## Exercise goal
Which lines of the listing below contain the word "PointIdOptions"? Copy each of them.

:::::

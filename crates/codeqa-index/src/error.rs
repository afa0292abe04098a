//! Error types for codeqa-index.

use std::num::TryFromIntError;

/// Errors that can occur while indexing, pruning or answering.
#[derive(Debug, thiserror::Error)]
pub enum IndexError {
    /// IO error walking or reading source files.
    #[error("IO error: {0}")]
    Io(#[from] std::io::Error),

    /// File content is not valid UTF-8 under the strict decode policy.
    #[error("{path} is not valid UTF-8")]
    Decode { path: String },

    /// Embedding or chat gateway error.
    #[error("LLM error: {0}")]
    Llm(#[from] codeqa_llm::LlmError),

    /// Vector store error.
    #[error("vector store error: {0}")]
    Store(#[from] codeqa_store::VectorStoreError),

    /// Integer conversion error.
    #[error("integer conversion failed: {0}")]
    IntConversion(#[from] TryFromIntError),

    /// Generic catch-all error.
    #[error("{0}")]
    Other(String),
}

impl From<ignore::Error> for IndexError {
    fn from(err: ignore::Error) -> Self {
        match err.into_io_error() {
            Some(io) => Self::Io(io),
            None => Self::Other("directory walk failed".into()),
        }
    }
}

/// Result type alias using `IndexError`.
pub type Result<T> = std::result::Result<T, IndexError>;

:::::

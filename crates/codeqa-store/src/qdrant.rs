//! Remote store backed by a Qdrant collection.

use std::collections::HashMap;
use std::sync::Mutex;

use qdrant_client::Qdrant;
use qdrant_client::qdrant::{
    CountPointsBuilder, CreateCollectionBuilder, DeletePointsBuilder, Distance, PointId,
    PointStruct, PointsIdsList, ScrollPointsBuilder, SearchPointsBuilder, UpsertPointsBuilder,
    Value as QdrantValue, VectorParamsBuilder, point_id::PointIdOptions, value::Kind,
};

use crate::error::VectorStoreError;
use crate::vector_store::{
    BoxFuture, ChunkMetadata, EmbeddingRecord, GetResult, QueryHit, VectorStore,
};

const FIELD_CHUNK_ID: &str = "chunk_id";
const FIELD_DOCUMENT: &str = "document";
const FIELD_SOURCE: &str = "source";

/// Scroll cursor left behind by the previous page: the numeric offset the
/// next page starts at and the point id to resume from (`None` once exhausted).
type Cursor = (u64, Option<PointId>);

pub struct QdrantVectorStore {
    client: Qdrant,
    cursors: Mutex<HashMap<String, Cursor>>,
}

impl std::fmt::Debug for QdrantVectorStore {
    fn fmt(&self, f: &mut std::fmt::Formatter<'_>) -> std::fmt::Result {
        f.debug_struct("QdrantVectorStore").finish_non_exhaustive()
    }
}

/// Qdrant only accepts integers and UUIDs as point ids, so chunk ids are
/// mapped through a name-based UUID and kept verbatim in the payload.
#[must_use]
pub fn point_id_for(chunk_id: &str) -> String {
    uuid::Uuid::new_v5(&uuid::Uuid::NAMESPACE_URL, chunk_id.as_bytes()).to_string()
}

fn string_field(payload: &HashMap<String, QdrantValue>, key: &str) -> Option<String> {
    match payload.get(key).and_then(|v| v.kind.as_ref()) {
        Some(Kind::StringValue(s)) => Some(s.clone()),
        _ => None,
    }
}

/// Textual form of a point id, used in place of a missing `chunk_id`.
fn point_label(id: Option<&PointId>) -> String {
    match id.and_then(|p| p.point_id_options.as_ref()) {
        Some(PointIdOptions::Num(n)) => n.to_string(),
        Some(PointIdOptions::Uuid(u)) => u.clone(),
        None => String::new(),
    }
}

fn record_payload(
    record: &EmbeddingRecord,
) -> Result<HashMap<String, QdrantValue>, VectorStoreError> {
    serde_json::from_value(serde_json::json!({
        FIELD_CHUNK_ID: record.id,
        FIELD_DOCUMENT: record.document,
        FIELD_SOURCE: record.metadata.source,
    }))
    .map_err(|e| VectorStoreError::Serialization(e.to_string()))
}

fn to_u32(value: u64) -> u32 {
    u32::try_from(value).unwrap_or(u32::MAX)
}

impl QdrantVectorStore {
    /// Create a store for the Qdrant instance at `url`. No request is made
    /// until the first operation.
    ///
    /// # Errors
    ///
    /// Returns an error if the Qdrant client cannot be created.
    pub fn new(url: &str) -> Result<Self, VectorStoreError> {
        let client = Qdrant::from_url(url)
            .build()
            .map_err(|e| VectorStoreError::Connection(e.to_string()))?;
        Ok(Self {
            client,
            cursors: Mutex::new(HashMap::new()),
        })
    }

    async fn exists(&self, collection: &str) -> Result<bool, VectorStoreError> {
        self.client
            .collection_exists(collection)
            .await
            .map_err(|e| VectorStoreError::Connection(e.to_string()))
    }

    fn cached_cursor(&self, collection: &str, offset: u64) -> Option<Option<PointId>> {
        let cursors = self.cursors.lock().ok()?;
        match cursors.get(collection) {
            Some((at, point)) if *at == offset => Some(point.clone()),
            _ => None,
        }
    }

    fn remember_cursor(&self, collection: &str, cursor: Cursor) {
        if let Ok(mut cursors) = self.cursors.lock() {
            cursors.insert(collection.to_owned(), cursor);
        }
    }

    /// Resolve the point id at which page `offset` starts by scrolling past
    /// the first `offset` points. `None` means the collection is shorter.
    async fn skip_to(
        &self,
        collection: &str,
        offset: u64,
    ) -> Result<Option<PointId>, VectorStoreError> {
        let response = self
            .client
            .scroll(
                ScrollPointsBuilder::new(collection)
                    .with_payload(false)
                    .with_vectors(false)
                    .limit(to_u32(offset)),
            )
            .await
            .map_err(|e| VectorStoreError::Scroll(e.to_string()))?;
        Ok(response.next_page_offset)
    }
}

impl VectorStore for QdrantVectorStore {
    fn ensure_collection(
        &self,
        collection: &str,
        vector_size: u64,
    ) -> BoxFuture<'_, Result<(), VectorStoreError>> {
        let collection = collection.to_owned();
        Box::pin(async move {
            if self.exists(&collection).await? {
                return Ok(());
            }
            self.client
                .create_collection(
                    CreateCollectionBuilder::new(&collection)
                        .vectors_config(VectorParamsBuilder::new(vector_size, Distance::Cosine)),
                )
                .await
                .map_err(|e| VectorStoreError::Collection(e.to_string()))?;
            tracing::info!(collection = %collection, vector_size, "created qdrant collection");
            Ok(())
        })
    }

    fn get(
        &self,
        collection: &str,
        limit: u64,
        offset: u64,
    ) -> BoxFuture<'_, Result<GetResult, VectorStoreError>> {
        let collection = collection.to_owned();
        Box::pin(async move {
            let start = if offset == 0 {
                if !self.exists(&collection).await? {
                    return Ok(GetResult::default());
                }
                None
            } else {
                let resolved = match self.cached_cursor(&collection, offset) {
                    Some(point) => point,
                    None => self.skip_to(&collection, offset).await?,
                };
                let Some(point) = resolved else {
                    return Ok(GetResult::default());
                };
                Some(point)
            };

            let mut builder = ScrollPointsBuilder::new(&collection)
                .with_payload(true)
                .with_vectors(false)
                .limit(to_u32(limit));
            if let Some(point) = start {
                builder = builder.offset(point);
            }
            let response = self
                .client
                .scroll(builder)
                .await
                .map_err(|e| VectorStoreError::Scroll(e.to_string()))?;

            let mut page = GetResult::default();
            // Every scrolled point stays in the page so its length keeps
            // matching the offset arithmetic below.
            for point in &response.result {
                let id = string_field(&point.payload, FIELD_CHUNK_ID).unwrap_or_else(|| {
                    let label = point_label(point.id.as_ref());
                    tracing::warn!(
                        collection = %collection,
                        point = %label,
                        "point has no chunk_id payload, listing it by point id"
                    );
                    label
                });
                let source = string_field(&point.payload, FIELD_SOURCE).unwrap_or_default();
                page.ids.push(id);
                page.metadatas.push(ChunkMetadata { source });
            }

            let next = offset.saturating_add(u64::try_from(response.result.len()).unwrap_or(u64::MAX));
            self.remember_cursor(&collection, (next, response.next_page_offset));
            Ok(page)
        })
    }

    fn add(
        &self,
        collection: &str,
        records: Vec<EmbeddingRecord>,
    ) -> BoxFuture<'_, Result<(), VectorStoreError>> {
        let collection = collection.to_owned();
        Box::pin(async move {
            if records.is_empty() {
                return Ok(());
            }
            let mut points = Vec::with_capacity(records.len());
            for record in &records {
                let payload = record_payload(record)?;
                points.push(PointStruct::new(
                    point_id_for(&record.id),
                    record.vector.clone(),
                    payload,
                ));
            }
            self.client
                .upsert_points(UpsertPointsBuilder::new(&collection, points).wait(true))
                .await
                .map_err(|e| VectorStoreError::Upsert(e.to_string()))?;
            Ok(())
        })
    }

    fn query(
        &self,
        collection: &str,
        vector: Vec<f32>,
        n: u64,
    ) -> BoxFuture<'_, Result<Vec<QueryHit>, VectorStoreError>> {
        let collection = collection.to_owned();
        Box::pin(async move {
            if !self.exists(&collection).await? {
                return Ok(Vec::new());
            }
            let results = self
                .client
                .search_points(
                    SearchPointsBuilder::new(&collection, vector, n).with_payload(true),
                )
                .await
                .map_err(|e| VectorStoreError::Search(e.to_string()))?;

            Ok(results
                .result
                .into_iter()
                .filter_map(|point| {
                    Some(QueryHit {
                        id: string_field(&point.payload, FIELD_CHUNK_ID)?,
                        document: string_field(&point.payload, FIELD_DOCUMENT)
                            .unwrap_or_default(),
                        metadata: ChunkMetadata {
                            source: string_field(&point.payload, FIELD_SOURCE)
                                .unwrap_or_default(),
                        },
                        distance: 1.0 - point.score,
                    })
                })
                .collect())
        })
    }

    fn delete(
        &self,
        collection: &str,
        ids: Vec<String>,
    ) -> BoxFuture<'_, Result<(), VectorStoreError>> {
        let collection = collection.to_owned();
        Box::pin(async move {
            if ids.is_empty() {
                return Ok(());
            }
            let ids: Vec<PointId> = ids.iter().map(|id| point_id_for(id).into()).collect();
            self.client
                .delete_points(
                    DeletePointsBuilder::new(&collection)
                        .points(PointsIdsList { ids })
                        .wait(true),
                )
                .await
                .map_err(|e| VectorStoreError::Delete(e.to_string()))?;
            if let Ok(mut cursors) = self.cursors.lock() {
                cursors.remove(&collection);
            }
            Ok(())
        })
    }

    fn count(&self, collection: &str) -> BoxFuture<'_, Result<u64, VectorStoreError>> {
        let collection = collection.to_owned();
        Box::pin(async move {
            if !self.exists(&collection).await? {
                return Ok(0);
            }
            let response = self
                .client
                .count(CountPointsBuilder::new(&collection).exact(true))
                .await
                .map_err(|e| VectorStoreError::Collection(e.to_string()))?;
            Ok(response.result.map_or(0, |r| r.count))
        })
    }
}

:::::

## Exercise response
    Value as QdrantValue, VectorParamsBuilder, point_id::PointIdOptions, value::Kind,
        Some(PointIdOptions::Num(n)) => n.to_string(),
        Some(PointIdOptions::Uuid(u)) => u.clone(),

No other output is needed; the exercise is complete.